'The Mountaintop'
Directed by James Mercer II and Michael Socrates Moran
Oakland Theater Project
1501 Martin Luther King Blvd, Oakland
February 5-15, 2026
What isn’t heavily implied by the name, The Mountaintop, is immediately given away by the play’s set design, a massive gravestone with Reverend Martin Luther King Junior’s life dates. Katori Hall’s play, named for King’s final sermon, “I’ve Been to the Mountain Top” takes place on the eve of his assassination, April 4, 1968, in his room at the Lorraine Motel. Besides the gravestone, there is an open grave/bed, filled with feathers, and a matching table and chair opposite one another.
As the play opens, William Thompson Hodgson as King enters, running through an imagined rain to his room, then calls to a companion off-stage to bring him cigarettes.
He has just returned from delivering his “Mountain Top” speech and is glowing with excitement. This King isn’t the “collective historical” version. There’s none of the gravitas, or the trademark ministerial quaver. On stage is King: The Man, not King: The Icon. King: The Man had vices, could be goofy and unimposing, and understandably paranoid.
His sudden mania is unexpected and puts across, in a very small way, just how tense his moment-to-moment life was. Satisfied that J. Edgar Hoover wasn’t listening, he orders coffee from room service, impatiently awaits his cigarettes, and set about to writing his next sermon, “Why America May Go to Hell”.
King’s Coffee is delivered by Camae, played with fast-talking, seductive charm by Sam Jackson. Camae is beautiful and also happens to smoke his brand of cigarettes. Clearly, she was heaven-sent.
Camae is more than a simple foil or plot device used to edify King. Quite the opposite. Camae is complicated, opinionated and every bit as charismatic as King. And did I mention charm? So much charm! She steals the show for a moment, intentionally, effectively leveling the playing field, not by bringing him down to human scale, but by showing he always has been just that; human.

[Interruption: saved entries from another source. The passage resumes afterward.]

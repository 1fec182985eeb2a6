//! Applies a pitch transform to the selected slots of a bank.

use log::{debug, info};

use crate::error::{BatchError, RangeError, SelectionError};
use crate::general::transpose::{equalize, transpose};
use crate::sequence::{PatternBank, Sequence, BANK_SIZE};

/// What to do with each selected sequence.
#[derive(Debug, Clone, Copy, PartialEq, Eq)]
pub enum Mode {
    /// Shift by a fixed amount. Any out-of-range sequence aborts the batch.
    Transpose { semitones: i32 },
    /// Move each first note onto `reference`. Out-of-range sequences are skipped.
    Equalize { reference: u8 },
}

impl Mode {
    pub fn name(&self) -> &'static str {
        match self {
            Mode::Transpose { .. } => "Transpose",
            Mode::Equalize { .. } => "Equalize",
        }
    }
}

/// Set of pattern slots (1..=8) a batch works on.
#[derive(Debug, Clone, Copy, PartialEq, Eq)]
pub struct Selection([bool; BANK_SIZE]);

impl Selection {
    pub fn all() -> Self {
        Self([true; BANK_SIZE])
    }

    /// Builds a selection from user input. Every index must be in 1..=8 and
    /// may appear only once.
    pub fn from_indices(indices: &[i64]) -> Result<Self, SelectionError> {
        if indices.is_empty() {
            return Err(SelectionError::Empty);
        }
        let mut slots = [false; BANK_SIZE];
        for &index in indices {
            let slot = match usize::try_from(index) {
                Ok(i) if (1..=BANK_SIZE).contains(&i) => i - 1,
                _ => return Err(SelectionError::OutOfRange(index)),
            };
            if slots[slot] {
                return Err(SelectionError::Duplicate(index as u8));
            }
            slots[slot] = true;
        }
        Ok(Self(slots))
    }

    pub fn contains(&self, index: u8) -> bool {
        usize::from(index)
            .checked_sub(1)
            .and_then(|slot| self.0.get(slot))
            .copied()
            .unwrap_or(false)
    }

    pub fn indices(&self) -> impl Iterator<Item = u8> + '_ {
        (1u8..).zip(self.0.iter()).filter(|(_, on)| **on).map(|(i, _)| i)
    }
}

impl Default for Selection {
    fn default() -> Self {
        Self::all()
    }
}

/// Result of a batch that did not abort.
#[derive(Debug, Clone, PartialEq, Eq)]
pub struct BatchOutcome {
    pub bank: PatternBank,
    /// Slots whose notes differ from the input.
    pub changed: Vec<u8>,
    /// Slots left untouched in equalize mode, with the reason.
    pub skipped: Vec<(u8, RangeError)>,
}

/// Run `mode` over every selected sequence of `bank`.
///
/// Unselected sequences are copied as they are. In transpose mode the first
/// range violation is returned and no bank is produced; in equalize mode the
/// offending sequence is kept unchanged and listed in `skipped`.
pub fn apply(bank: &PatternBank, mode: Mode, selection: &Selection) -> Result<BatchOutcome, BatchError> {
    let mut changed = Vec::new();
    let mut skipped = Vec::new();
    let mut slots: [Sequence; BANK_SIZE] = Default::default();

    for ((index, seq), slot) in bank.iter().zip(slots.iter_mut()) {
        if !selection.contains(index) {
            *slot = seq.clone();
            continue;
        }

        let result = match mode {
            Mode::Transpose { semitones } => transpose(seq, semitones),
            Mode::Equalize { reference } => equalize(seq, reference),
        };

        *slot = match (mode, result) {
            (_, Ok(new_seq)) => {
                debug!("sequence {}: {} -> {}", index, seq, new_seq);
                if new_seq != *seq {
                    changed.push(index);
                }
                new_seq
            }
            (Mode::Transpose { .. }, Err(source)) => {
                return Err(BatchError { index, source });
            }
            (Mode::Equalize { .. }, Err(err)) => {
                info!("sequence {} unchanged: {}", index, err);
                skipped.push((index, err));
                seq.clone()
            }
        };
    }

    Ok(BatchOutcome { bank: PatternBank::new(slots), changed, skipped })
}
//! Optional `config.json` with user defaults.
//!
//! ```json
//! {
//!   "equalize": { "reference_note": 60 },
//!   "console": { "debug": false, "color": "auto" }
//! }
//! ```
//!
//! Every section and field may be left out.

use std::env;
use std::fs;
use std::io::ErrorKind;
use std::path::{Path, PathBuf};

use serde::Deserialize;
use termcolor::ColorChoice;

use crate::error::{ConfigError, Error};
use crate::general::transpose::{DEFAULT_REFERENCE, NOTE_MAX, NOTE_MIN};

/// Environment variable pointing at an alternative config file.
pub const CONFIG_ENV: &str = "MBSEQ_CONFIG";
pub const DEFAULT_CONFIG_FILE: &str = "config.json";

#[derive(Debug, Clone, Default, PartialEq, Eq, Deserialize)]
#[serde(default, deny_unknown_fields)]
pub struct Config {
    pub equalize: EqualizeConfig,
    pub console: ConsoleConfig,
}

#[derive(Debug, Clone, PartialEq, Eq, Deserialize)]
#[serde(default, deny_unknown_fields)]
pub struct EqualizeConfig {
    pub reference_note: u8,
}

impl Default for EqualizeConfig {
    fn default() -> Self {
        Self { reference_note: DEFAULT_REFERENCE }
    }
}

#[derive(Debug, Clone, Default, PartialEq, Eq, Deserialize)]
#[serde(default, deny_unknown_fields)]
pub struct ConsoleConfig {
    pub debug: bool,
    pub color: ColorMode,
}

#[derive(Debug, Clone, Copy, Default, PartialEq, Eq, Deserialize)]
#[serde(rename_all = "lowercase")]
pub enum ColorMode {
    #[default]
    Auto,
    Always,
    Never,
}

impl ColorMode {
    pub fn choice(self) -> ColorChoice {
        match self {
            ColorMode::Auto => ColorChoice::Auto,
            ColorMode::Always => ColorChoice::Always,
            ColorMode::Never => ColorChoice::Never,
        }
    }
}

impl Config {
    /// Where the config is looked up: `$MBSEQ_CONFIG`, else `config.json`.
    pub fn location() -> PathBuf {
        env::var_os(CONFIG_ENV)
            .map(PathBuf::from)
            .unwrap_or_else(|| PathBuf::from(DEFAULT_CONFIG_FILE))
    }

    /// Load from `path`. A missing file yields the defaults.
    pub fn load(path: &Path) -> Result<Self, Error> {
        let text = match fs::read_to_string(path) {
            Ok(text) => text,
            Err(err) if err.kind() == ErrorKind::NotFound => return Ok(Self::default()),
            Err(source) => return Err(Error::Io { path: path.to_path_buf(), source }),
        };
        Self::from_json(&text).map_err(|source| Error::Config { path: path.to_path_buf(), source })
    }

    pub fn from_json(text: &str) -> Result<Self, ConfigError> {
        let config: Config = serde_json::from_str(text)?;
        let note = config.equalize.reference_note;
        if !(NOTE_MIN..=NOTE_MAX).contains(&note) {
            return Err(ConfigError::ReferenceOutOfRange { value: note, min: NOTE_MIN, max: NOTE_MAX });
        }
        Ok(config)
    }
}
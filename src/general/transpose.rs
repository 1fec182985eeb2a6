//! Pitch shifting of a single sequence.

use log::debug;

use crate::error::RangeError;
use crate::sequence::{Note, Sequence};

/// Lowest note a transform may produce.
pub const NOTE_MIN: u8 = 1;
/// Highest note a transform may produce.
pub const NOTE_MAX: u8 = 125;
/// Reference used by equalize when none is given.
pub const DEFAULT_REFERENCE: u8 = 60;

/// Shift every sounding note of `seq` by `semitones`.
///
/// The whole sequence is checked before anything is shifted: moving up, the
/// highest note may not pass `NOTE_MAX`; otherwise the lowest note may not
/// drop below `NOTE_MIN`. Rests stay where they are. A sequence of rests only
/// comes back unchanged.
pub fn transpose(seq: &Sequence, semitones: i32) -> Result<Sequence, RangeError> {
    if semitones > 0 {
        if let Some(high) = seq.highest() {
            if i32::from(high).saturating_add(semitones) > i32::from(NOTE_MAX) {
                return Err(RangeError::Upper { note: high, semitones, limit: NOTE_MAX });
            }
        }
    } else if let Some(low) = seq.lowest() {
        if i32::from(low).saturating_add(semitones) < i32::from(NOTE_MIN) {
            return Err(RangeError::Lower { note: low, semitones, limit: NOTE_MIN });
        }
    }

    let notes = seq
        .notes()
        .iter()
        .map(|note| match *note {
            // range checked above, the cast cannot truncate
            Note::Value(v) => Note::Value((i32::from(v) + semitones) as u8),
            Note::Rest => Note::Rest,
        })
        .collect::<Vec<_>>();
    Ok(Sequence::new(notes))
}

/// Shift `seq` so its first sounding note lands on `reference`.
pub fn equalize(seq: &Sequence, reference: u8) -> Result<Sequence, RangeError> {
    let anchor = seq.first_note().ok_or(RangeError::NoAnchor)?;
    let semitones = i32::from(reference) - i32::from(anchor);
    debug!("equalize: anchor {} -> reference {} ({:+} semitones)", anchor, reference, semitones);
    transpose(seq, semitones)
}
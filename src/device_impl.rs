use crate::hw_def::*;
use crate::types::*;

use embedded_hal::{delay::DelayNs, i2c::I2c};

// Command and reply buffers live on the stack of each call; nothing is kept between calls.
impl<I2C, Delay, E> Shtc3<I2C, Delay>
where
    I2C: I2c<Error = E>,
    Delay: DelayNs,
{
    /// Create a new SHTC3 driver instance
    ///
    /// Flushes the bus with a zero sequence the sensor ignores, then reads the ID register as a
    /// liveness probe.  The ID is reported, not validated.
    pub fn new(i2c: I2C, delay: Delay, i2c_addr: I2cAddr) -> Result<Self, Error<E>> {
        let mut shtc3 = Self { i2c, delay, i2c_addr };
        shtc3.i2c.write(shtc3.i2c_addr.as_u8(), &CLEAR_SEQUENCE).map_err(Error::I2c)?;
        let id = shtc3.read_id_unchecked()?;
        debug!("shtc3::new(): device id {}", id);
        if !id.is_shtc3() {
            warn!("shtc3::new(): unexpected device id {}", id);
        }
        Ok(shtc3)
    }

    /// Give back the bus and the delay
    pub fn release(self) -> (I2C, Delay) {
        (self.i2c, self.delay)
    }

    /// Send one command word, MSB first
    pub fn write_command(&mut self, command: Command) -> Result<(), Error<E>> {
        trace!("shtc3::write_command(): {:?}", command);
        if let Err(i2c_err) = self.i2c.write(self.i2c_addr.as_u8(), &command.to_be_bytes()) {
            return Err(Error::I2c(i2c_err));
        }
        Ok(())
    }

    fn command_and_settle(&mut self, command: Command) -> Result<(), Error<E>> {
        self.write_command(command)?;
        self.delay.delay_us(MODE_TRANSITION_SETTLE_US);
        Ok(())
    }

    /// Enter sleep
    pub fn sleep(&mut self) -> Result<(), Error<E>> {
        self.command_and_settle(Command::Sleep)
    }

    /// Leave sleep
    pub fn wakeup(&mut self) -> Result<(), Error<E>> {
        self.command_and_settle(Command::Wakeup)
    }

    /// software reset
    pub fn soft_reset(&mut self) -> Result<(), Error<E>> {
        self.command_and_settle(Command::SoftReset)
    }

    fn read_id_word(&mut self) -> Result<[u8; WORD_LEN], Error<E>> {
        self.write_command(Command::ReadId)?;
        let mut read_buf = [0u8; WORD_LEN];
        self.i2c.read(self.i2c_addr.as_u8(), &mut read_buf).map_err(Error::I2c)?;
        Ok(read_buf)
    }

    /// Read the ID register and check its checksum
    pub fn read_id(&mut self) -> Result<DeviceId, Error<E>> {
        let read_buf = self.read_id_word()?;
        match decode_word(&read_buf) {
            Ok(id) => Ok(DeviceId(id)),
            Err(mismatch) => {
                warn!("shtc3::read_id(): crc mismatch: read_buf={:?}, received={}, computed={}",
                    read_buf, mismatch.received, mismatch.computed);
                Err(Error::CrcMismatch(mismatch))
            }
        }
    }

    /// Read the ID register, ignoring its checksum byte
    pub fn read_id_unchecked(&mut self) -> Result<DeviceId, Error<E>> {
        let read_buf = self.read_id_word()?;
        Ok(DeviceId(u16::from_be_bytes([read_buf[0], read_buf[1]])))
    }

    /// Trigger a measurement and return the checked raw counts
    pub fn measure_raw(&mut self, order: ReadOrder, power: PowerMode, stretch: ClockStretching) -> Result<RawMeasurement, Error<E>> {
        self.write_command(Command::measure(stretch, power, order))?;
        self.delay.delay_ms(power.conversion_time_ms());

        let mut read_buf = [0u8; MEASUREMENT_LEN];
        self.i2c.read(self.i2c_addr.as_u8(), &mut read_buf).map_err(Error::I2c)?;
        trace!("shtc3::measure_raw(): read_buf={:?}", read_buf);
        Ok(decode_measurement(&read_buf, order)?)
    }

    /// Trigger a measurement and convert it
    ///
    /// A checksum failure is not an error here: it yields [`Measurement::SENTINEL`], whose
    /// `valid` flag is cleared.  Bus errors are still returned.
    pub fn measurement(&mut self, order: ReadOrder, power: PowerMode, stretch: ClockStretching) -> Result<Measurement, Error<E>> {
        match self.measure_raw(order, power, stretch) {
            Ok(raw) => Ok(raw.into()),
            Err(Error::CrcMismatch(_)) => Ok(Measurement::SENTINEL),
            Err(e) => Err(e),
        }
    }

    /// Trigger a measurement and convert it, failing on a checksum mismatch
    pub fn measure_checked(&mut self, order: ReadOrder, power: PowerMode, stretch: ClockStretching) -> Result<Measurement, Error<E>> {
        self.measure_raw(order, power, stretch).map(Measurement::from)
    }
}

The two person cast, Hodgson and Jackson, punch well above their weight, transporting the audience to that tense, smoke-filled, Memphis room. Their tete-a-tete feels believable. I don’t know the audience Memphis-native Hall had in mind when writing her play, but her liberal use of Southern Black speech, obscure and arcane folk/cultural references show no concessions to the “white gaze”. Camae’s patois sounds authentic, and King code-switches along. King is clearly drawn to Camae, not just for her looks and charm, but for her insight and point of view. They share a cigarette and King’s flirtation becomes a little too overt for her liking.
King is a little surprised how much off-the-record Camae knows about him, including overtures to his infidelity.
That lightning is a third character in the play. We’re reminded we’re in the peace and suspended time of the room when it’s disrupted by a burst of lightning and thunder making King (and me) jump. It represents the constant menace: the gunshot we all know is coming, just not yet.
I can’t speak for everyone obviously, but in my experience, while King is a venerated figure among Blacks, he’s also complex. His fallibility is known and accepted as are criticisms of his leadership of the Civil Rights Movemement. The effectiveness of nonviolent protest is one. The exclusion of women in leadership roles is another, which Camae’s presence references, albeit indirectly. Camae challenges King, and with that we see his humanity. That humanity makes the accomplishments of his short life all the more impressive. Seeing King as a super-human exception undermines that hard work, diminishes the community that brought that work to fruition and excuses the rest of us mere mortals from our part in continuing that work.
It also reduces a life of work, organizing, sleeplessness, glory, suffering and love to his assassination and a few sound bites once a year. The parallels between King’s story and who he as a minister chose to serve, Jesus Christ, are hard to miss. For most, the Bible’s New Testament and the whole of his life is reduced to The Crucifixion and the cross used to rally and persecute.
Not one to shy away from a challenge, she dons King’s shoes and coat for effect and delivers my favorite lines of the show.
We learn that Camae comes to her hatred honestly, but revealing that would be an extreme spoiler. The dance between King and Camae, sometimes almost literal, when they stand a little too close, is at turns laugh out loud funny, heartbreaking and revelatory. I was excited to see how they would bring the play in for a landing when everything suddenly went hard “black box theater” - interpretive dance, video projection, slam poetry and a rather Billy Joel-sian approach to history converged into something about as appealing as all that sounds.
I don’t want to spend too much time on this point and thankfully they play doesn’t either, but that jackknife in direction seemed grafted on, at the risk of undermining itself.
“The Mountaintop” is a beautifully written play. The cast of two serve the material admirably with Jackson’s powerful but nuanced portrayal of Camae especially noteworthy. I highly recommend it. Just maybe close your eyes and hum very quietly for the couple minutes things get weird.